Charles Conder: Retrospective

Art Gallery of New South Wales, Sydney
National Gallery of Victoria, Melbourne
Art Gallery of South Australia, Adelaide

The Art Gallery of New South Wales in Sydney recently celebrated the work of Charles Conder, the last of the Australian Impressionists to have a retrospective exhibition.

The exhibition (2003-2004) was instigated by Dr Ann Galbally in 1998 whose recent biography, Charles Conder: The Last Bohemian, (Melbourne: The Miegunyah Press, 2002) is a comprehensive account of Charles Conder’s career, which began when he was a precocious adolescent in New South Wales.

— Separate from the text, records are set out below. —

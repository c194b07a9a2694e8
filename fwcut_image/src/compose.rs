// This Source Code Form is subject to the terms of the Mozilla Public
// License, v. 2.0. If a copy of the MPL was not distributed with this
// file, You can obtain one at https://mozilla.org/MPL/2.0/.

use crate::{checksum, Error};
use fwcut_layout::{MetadataHeader, VersionTag, HEADER_FIELDS_SIZE, METADATA_SIZE};
use packed_struct::prelude::*;

/// Assembles the output image from an already-extracted code section.
///
/// With `with_metadata` unset the image is the code bytes, untouched. Set, it
/// is a [`METADATA_SIZE`]-byte block followed by the code: the defined header
/// fields at the front, the reserved tail left zero.
pub fn compose(
    code: &[u8],
    version: VersionTag,
    timestamp: u32,
    with_metadata: bool,
) -> Result<Vec<u8>, Error> {
    if !with_metadata {
        return Ok(code.to_vec());
    }

    let code_length = u32::try_from(code.len()).map_err(|_| Error::SectionLengthOverflow)?;

    let header = MetadataHeader {
        version: version.to_word(),
        timestamp,
        checksum: checksum::crc32(code),
        code_length,
    };

    let mut image = vec![0u8; METADATA_SIZE + code.len()];
    image[..HEADER_FIELDS_SIZE].copy_from_slice(&header.pack()?);
    image[METADATA_SIZE..].copy_from_slice(code);
    Ok(image)
}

The Sydney Gallery, in fact, gave Conder his first official recognition by purchasing 'Departure of the Orient - Circular Quay' in 1888.

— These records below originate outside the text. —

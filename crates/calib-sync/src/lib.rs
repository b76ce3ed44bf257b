//! High-level facade crate for the `calib-sync-*` workspace.
//!
//! Aligns time-stamped fiducial-marker observations from two or more
//! cameras into synchronized frames containing only the markers every
//! camera saw at that instant. Detection, projection models and the
//! downstream calibration solver live elsewhere; this workspace covers the
//! temporal equi-join between them.
//!
//! ## Quickstart
//!
//! ```no_run
//! use calib_sync::{sync_from_dirs, AlignedFrame, SyncConfig};
//!
//! # fn main() -> Result<(), Box<dyn std::error::Error>> {
//! let config = SyncConfig::default();
//! let frames: Vec<AlignedFrame> =
//!     sync_from_dirs(&["data/cam0", "data/cam1"], &config)?;
//! for frame in &frames {
//!     println!("{}: {} common markers", frame.timestamp, frame.marker_ids().len());
//! }
//! # Ok(())
//! # }
//! ```
//!
//! ## API map
//! - `calib_sync::core`: observation and frame types, the intersection and
//!   the pairwise/multiway aligners.
//! - `calib_sync::io`: detection-record format, directory loader, config,
//!   one-shot pipeline.

pub use calib_sync_core as core;
pub use calib_sync_io as io;

pub use calib_sync_core::{
    align_pair, align_streams, intersect_group, AlignedFrame, Correspondence, EmptyPolicy,
    Observation, ObservationError, SyncError, CORNERS_PER_MARKER,
};
pub use calib_sync_io::{
    load_camera_observations, load_multicam_observations, sync_from_dirs, DetectionRecord,
    LoadError, PipelineError, SyncConfig,
};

Dr Galbally together with Barry Pearce, Head Curator of Australian Art at the Art Gallery of New South Wales, curated the exhibition. Their catalogue is scholarly and well produced. Appropriately, there is included an amusing essay: Confessions of a collector, by Barry Humphries, a 'Conder fan' from his student days and a serious collector of his work and that of other artists of the 1890s.

As a 19 year old boy just out of school and already an enthusiastic reader of Arthur Symons, Ernest Dowson, and their 'decadent' contemporaries, I was intrigued by Conder’s Melbourne-Montmartre connection. Here was an artist who, in his youth, had painted in and around my hometown and then, within a couple of years, had journeyed to England and France and befriended - and been admired by - the likes of Oscar Wilde and Toulouse-Lautrec. It was the kind of transition which in wildest fantasy I dreamed of achieving.

(Charles Conder, 1868-1909, Art Gallery of New South Wales, Sydney, 2003, p.33)

The brief career of Charles Conder provides a salutary indicator of the effect of fin-de-siécle living upon the talented output of a single outstanding painter. It is rendered all the more poignant by the superb and carefree romantic impressionism that Conder in his early twenties displayed in Australia. Less than 20 years later he was dead. Thirty years on, he was all but forgotten save in the provincial galleries of Australia. Yet in that country his talent knew no limits. A gradual decadence consumed him between Dieppe, Paris and London. Even a secure and happy marriage was only to remove his creative urge and to precipitate his premature yet world-weary collapse. Conder might seem to all but epitomise fin-de-siécle 1890s man; in his life, work and early death.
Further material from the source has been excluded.